● Saved data entries:
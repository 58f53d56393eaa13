use cas_simplify::SimplifyOptions;
use simplelog::LevelFilter;
use std::fmt;

/// Command-line usage of the REPL.
pub const USAGE: &str = "usage: cas-repl [--steps] [--log <level>] [--passes <n>] [file]";

/// Configuration of the REPL, parsed from command-line arguments.
#[derive(Debug, Clone, PartialEq)]
pub struct Config {
    /// Whether to print every step applied while simplifying.
    pub steps: bool,

    /// The most verbose log level to print.
    pub log_level: LevelFilter,

    /// Options passed to the simplifier.
    pub options: SimplifyOptions,

    /// A file to read commands from, one per line. If [`None`], commands are read from stdin.
    pub file: Option<String>,
}

impl Default for Config {
    fn default() -> Self {
        Self {
            steps: false,
            log_level: LevelFilter::Warn,
            options: SimplifyOptions::default(),
            file: None,
        }
    }
}

/// An invalid command-line argument.
#[derive(Debug, Clone, PartialEq)]
pub enum ConfigError {
    /// A flag that takes a value was the last argument.
    MissingValue(&'static str),

    /// The value of `--log` is not a log level.
    InvalidLogLevel(String),

    /// The value of `--passes` is not a non-negative integer.
    InvalidPasses(String),

    /// A flag that is not recognized.
    UnknownFlag(String),

    /// More than one file was given.
    UnexpectedArgument(String),
}

impl fmt::Display for ConfigError {
    fn fmt(&self, f: &mut fmt::Formatter) -> fmt::Result {
        match self {
            Self::MissingValue(flag) => write!(f, "missing value for `{}`", flag),
            Self::InvalidLogLevel(level) => write!(
                f,
                "invalid log level `{}`, expected one of: off, error, warn, info, debug, trace",
                level,
            ),
            Self::InvalidPasses(passes) => write!(f, "invalid number of passes `{}`", passes),
            Self::UnknownFlag(flag) => write!(f, "unknown flag `{}`", flag),
            Self::UnexpectedArgument(arg) => write!(f, "unexpected argument `{}`", arg),
        }
    }
}

impl Config {
    /// Parses the configuration from command-line arguments, excluding the program name.
    pub fn from_args(args: impl IntoIterator<Item = String>) -> Result<Self, ConfigError> {
        let mut config = Self::default();
        let mut args = args.into_iter();

        while let Some(arg) = args.next() {
            match arg.as_str() {
                "--steps" => config.steps = true,
                "--log" => {
                    let level = args.next().ok_or(ConfigError::MissingValue("--log"))?;
                    config.log_level = level.parse()
                        .map_err(|_| ConfigError::InvalidLogLevel(level))?;
                },
                "--passes" => {
                    let passes = args.next().ok_or(ConfigError::MissingValue("--passes"))?;
                    let max_passes = passes.parse()
                        .map_err(|_| ConfigError::InvalidPasses(passes))?;
                    config.options = config.options
                        .into_builder()
                        .max_passes(max_passes)
                        .build();
                },
                flag if flag.starts_with("--") => return Err(ConfigError::UnknownFlag(arg)),
                _ if config.file.is_none() => config.file = Some(arg),
                _ => return Err(ConfigError::UnexpectedArgument(arg)),
            }
        }

        Ok(config)
    }
}
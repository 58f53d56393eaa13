use crate::parser::{
    ast::{binary::Binary, expr::{Expr, Primary}},
    error::Error,
    token::op::UnaryOp,
    Parser,
};
use std::{fmt, ops::Range};

#[cfg(feature = "serde")]
use serde::{Deserialize, Serialize};

/// A unary expression, such as `-x`. Unary expressions can include nested expressions.
///
/// The only unary operator is negation, which is right-associative and binds more loosely than
/// exponentiation, so `-x^2` is parsed as `-(x^2)`.
#[derive(Debug, Clone, PartialEq)]
#[cfg_attr(feature = "serde", derive(Serialize, Deserialize))]
pub struct Unary {
    /// The operand of the unary expression.
    pub operand: Box<Expr>,

    /// The operator of the unary expression.
    pub op: UnaryOp,

    /// The region of the source code that this unary expression was parsed from.
    pub span: Range<usize>,
}

impl Unary {
    /// Returns the span of the unary expression.
    pub fn span(&self) -> Range<usize> {
        self.span.clone()
    }

    /// Parse a unary expression with right-associativity.
    pub fn parse_right(input: &mut Parser) -> Result<Self, Error> {
        let op = input.try_parse::<UnaryOp>()?;
        let op_precedence = op.precedence();
        let start_span = op.span.start;
        let operand = {
            let lhs = Unary::parse_or_lower(input)?;
            Binary::parse_expr(input, lhs, op_precedence)?
        };
        let end_span = operand.span().end;
        Ok(Self {
            operand: Box::new(operand),
            op,
            span: start_span..end_span,
        })
    }

    /// Parses a unary expression, or lower precedence expressions (a [`Primary`]) if there is no
    /// unary operator.
    pub fn parse_or_lower(input: &mut Parser) -> Result<Expr, Error> {
        if input.peek::<UnaryOp>().is_some() {
            Self::parse_right(input).map(Expr::Unary)
        } else {
            input.try_parse::<Primary>().map(Into::into)
        }
    }
}

impl std::fmt::Display for Unary {
    fn fmt(&self, f: &mut fmt::Formatter) -> fmt::Result {
        write!(f, "{}{}", self.op, self.operand)
    }
}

● Instructions to follow: Copy out the entries exactly. Begin at the first line and end with the line that has "pub struct Config".

● Answer for the task:
repository 58f53d56393eaa13
use cas_simplify::SimplifyOptions;
use simplelog::LevelFilter;
use std::fmt;

/// Command-line usage of the REPL.
pub const USAGE: &str = "usage: cas-repl [--steps] [--log <level>] [--passes <n>] [file]";

/// Configuration of the REPL, parsed from command-line arguments.
#[derive(Debug, Clone, PartialEq)]
pub struct Config {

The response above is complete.